In [None]:
# Usamos la función pacman para llamar las bibliotecas necesarias para el análisis
#install.packages('pacman')
library(pacman)
p_load(tidyverse,rio,tidymodels, keras, ggplot2, themis, yardstick, tensorflow)

In [None]:
# Cargar datos y eliminar columnas que no son predictores ------------------------------------------------------------

train <- readRDS("train_final.rds")
train_sin_bog <- readRDS("train_final_sin_bog.rds")
test <- readRDS("test_final.rds")

#Seleccion basada en Lasso
coefs_lasso <- read_csv("coefs_lasso.csv")

#Seleccionar variables
remove_lasso <- coefs_lasso %>%
  filter(estimate == 0) %>%
  select(term)
remove_lasso <- remove_lasso$term

train_reg <- train_sin_bog %>%
  select(-c(Lp, Ingpcug, Pobre, train, Clase))

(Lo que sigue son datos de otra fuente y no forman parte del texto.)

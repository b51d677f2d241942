//! Field declarations for the booking form
//!
//! Pure descriptor sets plus the computed-disable and pre-submit helpers,
//! kept out of the view so they stay host-testable.

use std::collections::HashSet;

use contracts::shared::forms::{FieldDescriptor, FormState, SelectOption, ValidationRules};

use crate::shared::components::ui::FileMeta;

pub const HAZMAT_FLAG: &str = "hazmat";
pub const HAZMAT_CLASS: &str = "hazmat_class";
pub const DOCUMENT_FIELD: &str = "document";

/// Attachments above this size are rejected before submit
pub const MAX_DOCUMENT_BYTES: f64 = 10.0 * 1024.0 * 1024.0;

pub fn shipment_fields() -> Vec<FieldDescriptor> {
    vec![
        FieldDescriptor::text("booking_number", "Booking number")
            .required()
            .with_placeholder("BKG-2026-0001"),
        FieldDescriptor::text("customer_code", "Customer code")
            .readonly()
            .with_placeholder("Pick from reference"),
        FieldDescriptor::text("customer_name", "Customer name").readonly(),
        FieldDescriptor::select(
            "mode",
            "Transport mode",
            vec![
                SelectOption::new("ocean", "Ocean"),
                SelectOption::new("air", "Air"),
                SelectOption::new("road", "Road"),
            ],
        )
        .required(),
        FieldDescriptor::select(
            "incoterms",
            "Incoterms",
            vec![
                SelectOption::plain("EXW"),
                SelectOption::plain("FOB"),
                SelectOption::plain("CIF"),
                SelectOption::plain("DAP"),
            ],
        ),
        FieldDescriptor::date("departure_date", "Departure").required(),
        FieldDescriptor::date("arrival_date", "Arrival"),
    ]
}

pub fn cargo_fields() -> Vec<FieldDescriptor> {
    vec![
        FieldDescriptor::text("commodity", "Commodity").required(),
        FieldDescriptor::composite_unit(
            "weight",
            "Gross weight",
            "weight_unit",
            vec![SelectOption::plain("kg"), SelectOption::plain("lb")],
        )
        .with_rules(ValidationRules::range(0.0, 45_000.0)),
        FieldDescriptor::number("volume_m3", "Volume (m3)")
            .with_rules(ValidationRules::range(0.0, 100.0)),
        FieldDescriptor::number("packages", "Packages"),
        FieldDescriptor::checkbox(HAZMAT_FLAG, "Dangerous goods"),
        FieldDescriptor::select(
            HAZMAT_CLASS,
            "IMO class",
            vec![
                SelectOption::plain("1"),
                SelectOption::plain("2"),
                SelectOption::plain("3"),
                SelectOption::plain("8"),
                SelectOption::plain("9"),
            ],
        ),
    ]
}

/// One address block; shipper and consignee differ only by key prefix
pub fn address_fields(prefix: &str) -> Vec<FieldDescriptor> {
    vec![
        FieldDescriptor::text(format!("{prefix}_name"), "Company").required(),
        FieldDescriptor::text(format!("{prefix}_street"), "Street"),
        FieldDescriptor::text(format!("{prefix}_city"), "City").required(),
        FieldDescriptor::text(format!("{prefix}_postal_code"), "Postal code"),
        FieldDescriptor::text(format!("{prefix}_country"), "Country").required(),
        FieldDescriptor::text(format!("{prefix}_contact"), "Contact"),
    ]
}

pub fn parties_fields() -> Vec<FieldDescriptor> {
    let mut fields = address_fields("shipper");
    fields.extend(address_fields("consignee"));
    fields
}

pub fn document_fields() -> Vec<FieldDescriptor> {
    vec![
        FieldDescriptor::select(
            "doc_type",
            "Document type",
            vec![
                SelectOption::new("bol", "Bill of lading"),
                SelectOption::new("invoice", "Commercial invoice"),
                SelectOption::new("packing", "Packing list"),
            ],
        )
        .required(),
        FieldDescriptor::file(DOCUMENT_FIELD, "Attachment").required(),
        FieldDescriptor::textarea("doc_notes", "Notes")
            .with_rules(ValidationRules::none().with_max_length(500)),
    ]
}

/// Hazmat class stays disabled until the hazmat checkbox is set
pub fn hazmat_disabled(state: &FormState) -> HashSet<String> {
    if state.flag(HAZMAT_FLAG) {
        HashSet::new()
    } else {
        HashSet::from([HAZMAT_CLASS.to_string()])
    }
}

/// Pre-submit size check on the attached document metadata
pub fn document_size_error(state: &FormState) -> Option<String> {
    let meta: FileMeta = serde_json::from_value(state.get(DOCUMENT_FIELD)?.clone()).ok()?;
    (meta.size > MAX_DOCUMENT_BYTES).then(|| {
        format!(
            "File is too large ({:.1} MB, limit {:.0} MB)",
            meta.size / (1024.0 * 1024.0),
            MAX_DOCUMENT_BYTES / (1024.0 * 1024.0)
        )
    })
}

#[cfg(test)]
mod tests {
    use super::*;
    use contracts::shared::forms::validate_descriptors;
    use serde_json::json;

    #[test]
    fn all_sections_pass_descriptor_validation() {
        for fields in [
            shipment_fields(),
            cargo_fields(),
            parties_fields(),
            document_fields(),
        ] {
            assert!(validate_descriptors(&fields).is_empty());
        }
    }

    #[test]
    fn address_factory_prefixes_every_key() {
        let fields = address_fields("consignee");
        assert!(fields.iter().all(|f| f.name.starts_with("consignee_")));
    }

    #[test]
    fn hazmat_class_tracks_the_flag() {
        let mut state = FormState::for_fields(&cargo_fields());
        assert!(hazmat_disabled(&state).contains(HAZMAT_CLASS));

        state.set_flag(HAZMAT_FLAG, true);
        assert!(hazmat_disabled(&state).is_empty());
    }

    #[test]
    fn oversized_document_is_rejected() {
        let mut state = FormState::for_fields(&document_fields());
        state.set(
            DOCUMENT_FIELD,
            json!({"name": "manifest.pdf", "size": 11.0 * 1024.0 * 1024.0, "type": "application/pdf"}),
        );
        assert!(document_size_error(&state).is_some());

        state.set(
            DOCUMENT_FIELD,
            json!({"name": "manifest.pdf", "size": 512.0, "type": "application/pdf"}),
        );
        assert_eq!(document_size_error(&state), None);
    }
}
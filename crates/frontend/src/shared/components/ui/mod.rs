pub mod button;
pub mod checkbox;
pub mod file_input;
pub mod input;
pub mod radio;
pub mod select;
pub mod textarea;

pub use button::Button;
pub use checkbox::Checkbox;
pub use file_input::{FileInput, FileMeta};
pub use input::Input;
pub use radio::{Radio, RadioGroup};
pub use select::Select;
pub use textarea::Textarea;
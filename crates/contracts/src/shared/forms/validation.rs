//! Validation rules for form fields
//!
//! Errors never block editing, only submit: the section composer runs
//! [`validate_form`] on submit and renders the returned messages inline.

use std::collections::BTreeMap;

use serde::{Deserialize, Serialize};
use serde_json::Value;

use super::descriptor::{FieldDescriptor, FieldKind};
use super::state::FormState;

/// Field name -> message, ordered for stable display
pub type FormErrors = BTreeMap<String, String>;

/// Validation constraints of a single field
#[derive(Debug, Clone, Copy, PartialEq, Default, Serialize, Deserialize)]
pub struct ValidationRules {
    #[serde(default)]
    pub required: bool,
    #[serde(default)]
    pub min: Option<f64>,
    #[serde(default)]
    pub max: Option<f64>,
    #[serde(default)]
    pub min_length: Option<usize>,
    #[serde(default)]
    pub max_length: Option<usize>,
}

impl ValidationRules {
    /// No constraints
    pub const fn none() -> Self {
        Self {
            required: false,
            min: None,
            max: None,
            min_length: None,
            max_length: None,
        }
    }

    pub const fn required() -> Self {
        Self {
            required: true,
            min: None,
            max: None,
            min_length: None,
            max_length: None,
        }
    }

    pub const fn range(min: f64, max: f64) -> Self {
        Self {
            required: false,
            min: Some(min),
            max: Some(max),
            min_length: None,
            max_length: None,
        }
    }

    pub const fn with_max_length(mut self, max: usize) -> Self {
        self.max_length = Some(max);
        self
    }

    fn check_string(&self, value: &str, label: &str) -> Result<(), String> {
        if self.required && value.trim().is_empty() {
            return Err(format!("{} is required", label));
        }
        if value.is_empty() {
            return Ok(());
        }
        if let Some(min) = self.min_length {
            if value.chars().count() < min {
                return Err(format!("{} must be at least {} characters", label, min));
            }
        }
        if let Some(max) = self.max_length {
            if value.chars().count() > max {
                return Err(format!("{} must be at most {} characters", label, max));
            }
        }
        Ok(())
    }

    fn check_number(&self, value: f64, label: &str) -> Result<(), String> {
        if let Some(min) = self.min {
            if value < min {
                return Err(format!("{} must be at least {}", label, min));
            }
        }
        if let Some(max) = self.max {
            if value > max {
                return Err(format!("{} must be at most {}", label, max));
            }
        }
        Ok(())
    }
}

/// Validate one field's current value against its descriptor
pub fn validate_field(field: &FieldDescriptor, value: Option<&Value>) -> Result<(), String> {
    let rules = &field.rules;
    let label = field.label.as_str();

    match field.kind {
        FieldKind::Checkbox => {
            let checked = matches!(value, Some(Value::Bool(true)));
            if rules.required && !checked {
                return Err(format!("{} must be checked", label));
            }
            Ok(())
        }
        FieldKind::Number | FieldKind::CompositeUnit => {
            let text = value_as_text(value);
            if text.trim().is_empty() {
                if rules.required {
                    return Err(format!("{} is required", label));
                }
                return Ok(());
            }
            let parsed: f64 = match value {
                Some(Value::Number(n)) => n.as_f64().unwrap_or(f64::NAN),
                _ => text.trim().parse().unwrap_or(f64::NAN),
            };
            if parsed.is_nan() {
                return Err(format!("{} must be a number", label));
            }
            rules.check_number(parsed, label)
        }
        FieldKind::Text
        | FieldKind::Textarea
        | FieldKind::Date
        | FieldKind::Select
        | FieldKind::Radio
        | FieldKind::File => rules.check_string(&value_as_text(value), label),
    }
}

/// Validate a whole section's fields against its form state
///
/// Returns all failures at once so the renderer can show every message
/// inline. Disabled fields are skipped; they cannot be edited to a valid
/// value anyway.
pub fn validate_form(fields: &[FieldDescriptor], state: &FormState) -> Result<(), FormErrors> {
    let mut errors = FormErrors::new();

    for field in fields {
        if field.disabled {
            continue;
        }
        if let Err(message) = validate_field(field, state.get(&field.name)) {
            errors.insert(field.name.clone(), message);
        }
    }

    if errors.is_empty() {
        Ok(())
    } else {
        Err(errors)
    }
}

fn value_as_text(value: Option<&Value>) -> String {
    match value {
        Some(Value::String(s)) => s.clone(),
        Some(Value::Number(n)) => n.to_string(),
        Some(Value::Bool(b)) => b.to_string(),
        Some(Value::Null) | None => String::new(),
        Some(other) => other.to_string(),
    }
}

#[cfg(test)]
mod tests {
    use super::*;
    use serde_json::json;

    fn state_with(pairs: &[(&str, Value)]) -> FormState {
        let mut state = FormState::new();
        for (key, value) in pairs {
            state.set(key, value.clone());
        }
        state
    }

    #[test]
    fn required_text_rejects_blank() {
        let field = FieldDescriptor::text("origin", "Origin").required();
        assert!(validate_field(&field, Some(&json!(""))).is_err());
        assert!(validate_field(&field, Some(&json!("  "))).is_err());
        assert!(validate_field(&field, None).is_err());
        assert!(validate_field(&field, Some(&json!("Rotterdam"))).is_ok());
    }

    #[test]
    fn optional_empty_number_passes() {
        let field = FieldDescriptor::number("pallets", "Pallets");
        assert!(validate_field(&field, None).is_ok());
        assert!(validate_field(&field, Some(&json!(""))).is_ok());
    }

    #[test]
    fn number_rejects_garbage_and_range() {
        let field = FieldDescriptor::number("weight", "Weight")
            .with_rules(ValidationRules::range(0.0, 30000.0));
        assert!(validate_field(&field, Some(&json!("heavy"))).is_err());
        assert!(validate_field(&field, Some(&json!("-5"))).is_err());
        assert!(validate_field(&field, Some(&json!("30001"))).is_err());
        assert!(validate_field(&field, Some(&json!("450.5"))).is_ok());
        assert!(validate_field(&field, Some(&json!(450.5))).is_ok());
    }

    #[test]
    fn required_checkbox_must_be_checked() {
        let field = FieldDescriptor::checkbox("terms", "Accept terms").required();
        assert!(validate_field(&field, Some(&json!(false))).is_err());
        assert!(validate_field(&field, Some(&json!(true))).is_ok());
    }

    #[test]
    fn validate_form_collects_all_errors_and_skips_disabled() {
        let fields = vec![
            FieldDescriptor::text("origin", "Origin").required(),
            FieldDescriptor::text("destination", "Destination").required(),
            FieldDescriptor::text("internal_ref", "Internal ref")
                .required()
                .readonly(),
        ];
        let state = state_with(&[("origin", json!(""))]);

        let errors = validate_form(&fields, &state).unwrap_err();
        assert_eq!(errors.len(), 2);
        assert!(errors.contains_key("origin"));
        assert!(errors.contains_key("destination"));
        assert!(!errors.contains_key("internal_ref"));
    }

    #[test]
    fn required_select_goes_from_placeholder_to_valid() {
        use crate::shared::forms::descriptor::SelectOption;

        let fields = vec![FieldDescriptor::select(
            "mode",
            "Transport mode",
            vec![SelectOption::plain("ocean"), SelectOption::plain("air")],
        )
        .required()];
        let mut state = FormState::for_fields(&fields);

        // Seeded state holds the empty placeholder value
        let errors = validate_form(&fields, &state).unwrap_err();
        assert!(errors.contains_key("mode"));

        state.set_text("mode", "ocean");
        assert!(validate_form(&fields, &state).is_ok());
    }

    #[test]
    fn valid_form_passes() {
        let fields = vec![
            FieldDescriptor::text("origin", "Origin").required(),
            FieldDescriptor::number("weight", "Weight"),
        ];
        let state = state_with(&[("origin", json!("Hamburg")), ("weight", json!("1200"))]);
        assert!(validate_form(&fields, &state).is_ok());
    }
}
pub mod c001_customer;
pub mod c002_booking;
pub mod c003_rate_record;
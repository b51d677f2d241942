//! Form state: one string-keyed value map per form section
//!
//! Owned exclusively by the section that created it. Pages share nothing
//! across sections except explicit auto-fill callbacks they wire themselves.

use serde_json::{Map, Value};

use super::descriptor::{FieldDescriptor, FieldKind};

/// Mutable value store backing one form section
#[derive(Debug, Clone, Default, PartialEq)]
pub struct FormState {
    values: Map<String, Value>,
}

impl FormState {
    pub fn new() -> Self {
        Self { values: Map::new() }
    }

    /// Seed state with one key per descriptor: `false` for checkboxes,
    /// empty string for everything else (plus the unit key of composite
    /// fields, defaulted to the first unit option).
    pub fn for_fields(fields: &[FieldDescriptor]) -> Self {
        let mut state = Self::new();
        for field in fields {
            match field.kind {
                FieldKind::Checkbox => state.set(&field.name, Value::Bool(false)),
                FieldKind::CompositeUnit => {
                    state.set(&field.name, Value::String(String::new()));
                    if let Some(unit_key) = &field.unit_name {
                        let unit = field
                            .unit_options
                            .first()
                            .map(|o| o.value.clone())
                            .unwrap_or_default();
                        state.set(unit_key, Value::String(unit));
                    }
                }
                _ => state.set(&field.name, Value::String(String::new())),
            }
        }
        state
    }

    pub fn get(&self, name: &str) -> Option<&Value> {
        self.values.get(name)
    }

    pub fn set(&mut self, name: &str, value: Value) {
        self.values.insert(name.to_string(), value);
    }

    pub fn set_text(&mut self, name: &str, value: impl Into<String>) {
        self.set(name, Value::String(value.into()));
    }

    pub fn set_flag(&mut self, name: &str, value: bool) {
        self.set(name, Value::Bool(value));
    }

    /// String view of a value; missing/null read as empty
    pub fn text(&self, name: &str) -> String {
        match self.values.get(name) {
            Some(Value::String(s)) => s.clone(),
            Some(Value::Number(n)) => n.to_string(),
            Some(Value::Bool(b)) => b.to_string(),
            _ => String::new(),
        }
    }

    pub fn number(&self, name: &str) -> Option<f64> {
        match self.values.get(name)? {
            Value::Number(n) => n.as_f64(),
            Value::String(s) => s.trim().parse().ok(),
            _ => None,
        }
    }

    pub fn flag(&self, name: &str) -> bool {
        matches!(self.values.get(name), Some(Value::Bool(true)))
    }

    /// Snapshot for submit handlers and logging
    pub fn to_value(&self) -> Value {
        Value::Object(self.values.clone())
    }
}

#[cfg(test)]
mod tests {
    use super::*;
    use crate::shared::forms::descriptor::SelectOption;

    #[test]
    fn seeds_defaults_per_kind() {
        let fields = vec![
            FieldDescriptor::text("origin", "Origin"),
            FieldDescriptor::checkbox("hazmat", "Hazardous"),
            FieldDescriptor::composite_unit(
                "weight",
                "Weight",
                "weight_unit",
                vec![SelectOption::plain("kg"), SelectOption::plain("lb")],
            ),
        ];
        let state = FormState::for_fields(&fields);

        assert_eq!(state.text("origin"), "");
        assert!(!state.flag("hazmat"));
        assert_eq!(state.text("weight_unit"), "kg");
    }

    #[test]
    fn typed_accessors_coerce() {
        let mut state = FormState::new();
        state.set_text("weight", "450.5");
        state.set_flag("hazmat", true);

        assert_eq!(state.number("weight"), Some(450.5));
        assert!(state.flag("hazmat"));
        assert_eq!(state.text("missing"), "");
        assert_eq!(state.number("hazmat"), None);
    }

    #[test]
    fn composite_unit_keys_update_independently() {
        let fields = vec![FieldDescriptor::composite_unit(
            "weight",
            "Weight",
            "weight_unit",
            vec![SelectOption::plain("kg"), SelectOption::plain("lb")],
        )];
        let mut state = FormState::for_fields(&fields);

        state.set_text("weight", "1200");
        assert_eq!(state.text("weight_unit"), "kg");

        state.set_text("weight_unit", "lb");
        assert_eq!(state.text("weight"), "1200");
        assert_eq!(state.text("weight_unit"), "lb");
    }
}
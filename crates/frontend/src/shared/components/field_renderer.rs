//! Declarative field-to-widget renderer
//!
//! Maps a [`FieldDescriptor`] to a concrete input control bound to the
//! section's form state. Dispatch is an exhaustive match over
//! [`FieldKind`], one arm per kind; adding a kind fails compilation here
//! until it gets a renderer.
//!
//! Controlled-component discipline throughout: the displayed value is
//! derived from form state, and every change writes back through the state
//! signal. Editing a field clears that field's validation error; errors
//! only ever block submit, never typing.

use std::collections::HashSet;

use contracts::shared::forms::{FieldDescriptor, FieldKind, FormErrors, FormState};
use leptos::prelude::*;
use serde_json::Value;

use super::ui::file_input::FileMeta;
use super::ui::{Checkbox, FileInput, Input, RadioGroup, Select, Textarea};

#[component]
pub fn FieldRenderer(
    /// Descriptor of the control to render
    field: FieldDescriptor,
    /// Form state owned by the enclosing section
    state: RwSignal<FormState>,
    /// Per-field validation errors of the enclosing section
    errors: RwSignal<FormErrors>,
    /// Computed disable set, re-evaluated whenever sibling fields change.
    /// Pages derive this from a pure `state -> set` function.
    #[prop(optional, into)]
    disabled_fields: Option<Signal<HashSet<String>>>,
) -> impl IntoView {
    let name = field.name.clone();

    let text_value = {
        let name = name.clone();
        Signal::derive(move || state.with(|s| s.text(&name)))
    };

    let error = {
        let name = name.clone();
        Signal::derive(move || errors.with(|e| e.get(&name).cloned()))
    };

    let statically_disabled = field.disabled;
    let disabled = {
        let name = name.clone();
        Signal::derive(move || {
            statically_disabled
                || disabled_fields
                    .map(|set| set.with(|s| s.contains(&name)))
                    .unwrap_or(false)
        })
    };

    let write_text = {
        let name = name.clone();
        Callback::new(move |value: String| {
            state.update(|s| s.set_text(&name, value));
            errors.update(|e| {
                e.remove(&name);
            });
        })
    };

    match field.kind {
        FieldKind::Text | FieldKind::Number | FieldKind::Date => {
            let input_type = match field.kind {
                FieldKind::Number => "number",
                FieldKind::Date => "date",
                _ => "text",
            };
            view! {
                <Input
                    label=field.label
                    value=text_value
                    on_input=write_text
                    input_type=input_type.to_string()
                    placeholder=field.placeholder.unwrap_or_default()
                    disabled=disabled
                    required=field.rules.required
                    error=error
                />
            }
            .into_any()
        }
        FieldKind::Textarea => view! {
            <Textarea
                label=field.label
                value=text_value
                on_input=write_text
                placeholder=field.placeholder.unwrap_or_default()
                disabled=disabled
                error=error
            />
        }
        .into_any(),
        FieldKind::Select => {
            let pairs = field.option_pairs();
            view! {
                <Select
                    label=field.label
                    value=text_value
                    on_change=write_text
                    options=Signal::derive(move || pairs.clone())
                    placeholder=field.placeholder.unwrap_or_default()
                    disabled=disabled
                    error=error
                />
            }
            .into_any()
        }
        FieldKind::Radio => {
            let pairs = field.option_pairs();
            view! {
                <RadioGroup
                    label=field.label
                    value=text_value
                    on_change=write_text
                    name=field.name
                    options=Signal::derive(move || pairs.clone())
                    disabled=disabled
                    error=error
                />
            }
            .into_any()
        }
        FieldKind::Checkbox => {
            let checked = {
                let name = name.clone();
                Signal::derive(move || state.with(|s| s.flag(&name)))
            };
            let write_flag = {
                let name = name.clone();
                Callback::new(move |value: bool| {
                    state.update(|s| s.set_flag(&name, value));
                    errors.update(|e| {
                        e.remove(&name);
                    });
                })
            };
            view! {
                <Checkbox
                    label=field.label
                    checked=checked
                    on_change=write_flag
                    disabled=disabled
                    error=error
                />
            }
            .into_any()
        }
        FieldKind::File => {
            let selected = {
                let name = name.clone();
                Signal::derive(move || {
                    state.with(|s| {
                        s.get(&name)
                            .and_then(|v| serde_json::from_value::<FileMeta>(v.clone()).ok())
                    })
                })
            };
            let write_meta = {
                let name = name.clone();
                Callback::new(move |meta: Option<FileMeta>| {
                    let value = meta
                        .and_then(|m| serde_json::to_value(m).ok())
                        .unwrap_or(Value::Null);
                    state.update(|s| s.set(&name, value));
                    errors.update(|e| {
                        e.remove(&name);
                    });
                })
            };
            view! {
                <FileInput
                    label=field.label
                    value=selected
                    on_select=write_meta
                    disabled=disabled
                    error=error
                />
            }
            .into_any()
        }
        FieldKind::CompositeUnit => {
            let unit_key = field
                .unit_name
                .clone()
                .unwrap_or_else(|| format!("{}_unit", field.name));
            let unit_value = {
                let unit_key = unit_key.clone();
                Signal::derive(move || state.with(|s| s.text(&unit_key)))
            };
            // The unit selector writes its own key and leaves the numeric
            // value (and its error) alone.
            let write_unit = Callback::new(move |value: String| {
                state.update(|s| s.set_text(&unit_key, value));
            });
            let unit_pairs = field.unit_option_pairs();
            view! {
                <div class="form__composite">
                    <Input
                        label=field.label
                        value=text_value
                        on_input=write_text
                        input_type="number".to_string()
                        placeholder=field.placeholder.unwrap_or_default()
                        disabled=disabled
                        required=field.rules.required
                        error=error
                        class="form__composite-value".to_string()
                    />
                    <Select
                        value=unit_value
                        on_change=write_unit
                        options=Signal::derive(move || unit_pairs.clone())
                        disabled=disabled
                    />
                </div>
            }
            .into_any()
        }
    }
}
//! Selection checkbox cell for one table row

use std::collections::HashSet;

use leptos::prelude::*;
use thaw::*;

/// Checkbox cell reflecting a row's membership in the shared selection set.
/// Clicks never propagate to the row itself.
#[component]
pub fn TableCellCheckbox(
    /// ID of the row this cell belongs to
    #[prop(into)]
    row_id: String,

    /// Selected row ids
    #[prop(into)]
    selected: Signal<HashSet<String>>,

    /// Callback when the checkbox changes: (row_id, checked)
    on_change: Callback<(String, bool)>,
) -> impl IntoView {
    let row_id_for_checked = row_id.clone();
    let row_id_for_change = row_id.clone();

    view! {
        <TableCell class="fixed-checkbox-column" on:click=|e| e.stop_propagation()>
            <input
                type="checkbox"
                class="table__checkbox"
                prop:checked=move || selected.get().contains(&row_id_for_checked)
                on:change=move |ev| {
                    let checked = event_target_checked(&ev);
                    on_change.run((row_id_for_change.clone(), checked));
                }
            />
        </TableCell>
    }
}
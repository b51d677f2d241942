use leptos::prelude::*;

/// Button component with variants (primary, secondary, ghost) and sizes (sm, md)
#[component]
pub fn Button(
    /// Button variant: "primary" (default), "secondary", or "ghost"
    #[prop(optional, into)]
    variant: MaybeProp<String>,
    /// Button size: "md" (default) or "sm"
    #[prop(optional, into)]
    size: MaybeProp<String>,
    /// Additional CSS classes
    #[prop(optional, into)]
    class: MaybeProp<String>,
    /// Button type attribute
    #[prop(optional, into)]
    button_type: MaybeProp<String>,
    /// Disabled state (reactive)
    #[prop(optional, into)]
    disabled: MaybeProp<bool>,
    /// Click event handler
    #[prop(optional)]
    on_click: Option<Callback<leptos::ev::MouseEvent>>,
    /// Button children (content)
    children: Children,
) -> impl IntoView {
    let variant_class = move || match variant.get().as_deref().unwrap_or("primary") {
        "secondary" => "button--secondary",
        "ghost" => "button--ghost",
        _ => "button--primary",
    };

    let size_class = move || {
        if size.get().as_deref() == Some("sm") {
            "button--small"
        } else {
            ""
        }
    };

    let additional_class = move || class.get().unwrap_or_default();
    let btn_type = move || button_type.get().unwrap_or_else(|| "button".to_string());

    view! {
        <button
            type=btn_type
            class=move || format!("button {} {} {}", variant_class(), size_class(), additional_class())
            disabled=move || disabled.get().unwrap_or(false)
            on:click=move |ev| {
                if let Some(handler) = on_click {
                    handler.run(ev);
                }
            }
        >
            {children()}
        </button>
    }
}
use leptos::prelude::*;
use serde::{Deserialize, Serialize};
use wasm_bindgen::JsCast;
use web_sys::HtmlInputElement;

/// Metadata of a selected file. Nothing is uploaded; this is all the form
/// ever sees of the file.
#[derive(Debug, Clone, PartialEq, Serialize, Deserialize)]
pub struct FileMeta {
    pub name: String,
    pub size: f64,
    #[serde(rename = "type")]
    pub mime_type: String,
}

/// File input exposing selected-file metadata only
#[component]
pub fn FileInput(
    /// Label text (optional)
    #[prop(optional, into)]
    label: MaybeProp<String>,
    /// Currently selected file, if any
    #[prop(into)]
    value: Signal<Option<FileMeta>>,
    /// Called with the metadata of a newly picked file, `None` on clear
    #[prop(optional)]
    on_select: Option<Callback<Option<FileMeta>>>,
    /// Disabled state (reactive)
    #[prop(optional, into)]
    disabled: MaybeProp<bool>,
    /// Validation error shown beneath the control
    #[prop(optional, into)]
    error: MaybeProp<String>,
    /// ID for the input element
    #[prop(optional, into)]
    id: MaybeProp<String>,
) -> impl IntoView {
    let input_id = move || id.get().unwrap_or_default();

    let handle_change = move |ev: leptos::ev::Event| {
        let Some(handler) = on_select else {
            return;
        };
        let meta = ev
            .target()
            .and_then(|t| t.dyn_into::<HtmlInputElement>().ok())
            .and_then(|input| input.files())
            .and_then(|files| files.get(0))
            .map(|file| FileMeta {
                name: file.name(),
                size: file.size(),
                mime_type: file.type_(),
            });
        handler.run(meta);
    };

    view! {
        <div class="form__group">
            {move || label.get().map(|l| view! {
                <label class="form__label" for=input_id>
                    {l}
                </label>
            })}
            <input
                id=input_id
                type="file"
                class="form__file"
                disabled=move || disabled.get().unwrap_or(false)
                on:change=handle_change
            />
            {move || value.get().map(|meta| view! {
                <span class="form__file-meta">
                    {format!("{} ({:.1} KB, {})", meta.name, meta.size / 1024.0, meta.mime_type)}
                </span>
            })}
            {move || error.get().map(|message| view! {
                <span class="form__error">{message}</span>
            })}
        </div>
    }
}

#Validation set para train sin Bogotá

set.seed(123)

validation_set <- train_reg %>%
  sample_frac(0.15)

validation_pre_train <- train_reg %>%
  anti_join(validation_set, by = "id")

validation_test <- validation_pre_train %>%
  sample_frac(0.15)

validation_train <- validation_pre_train %>%
  anti_join(validation_test, by = "id") %>%
  select(-id)

# Modelo ------------------------------------------------------------------

# Recipe (prep) -----------------------------------------------------------

rec_prep_networks <-
  recipe(lIngpcug ~ ., data = validation_train) %>%
  step_dummy(all_of(c("Dominio")), -all_outcomes()) %>%
  step_interact(terms = ~ P5130:starts_with("Dominio")) %>%
  step_interact(terms = ~ Educ_avg:starts_with("Dominio")) %>%
  step_interact(terms = ~ tasa_ocupados:starts_with("Dominio")) %>%
  step_interact(terms = ~ tasa_inactivos:starts_with("Dominio")) %>%
  step_interact(terms = ~ P5000:starts_with("Dominio")) %>%
  step_interact(terms = ~ edad_pet:starts_with("Dominio")) %>%
  step_rm(any_of(remove_lasso)) %>%
  step_zv(all_predictors()) %>%
  step_normalize(all_numeric_predictors(), -all_outcomes()) %>%
  step_pca(all_numeric_predictors(), threshold = 0.8)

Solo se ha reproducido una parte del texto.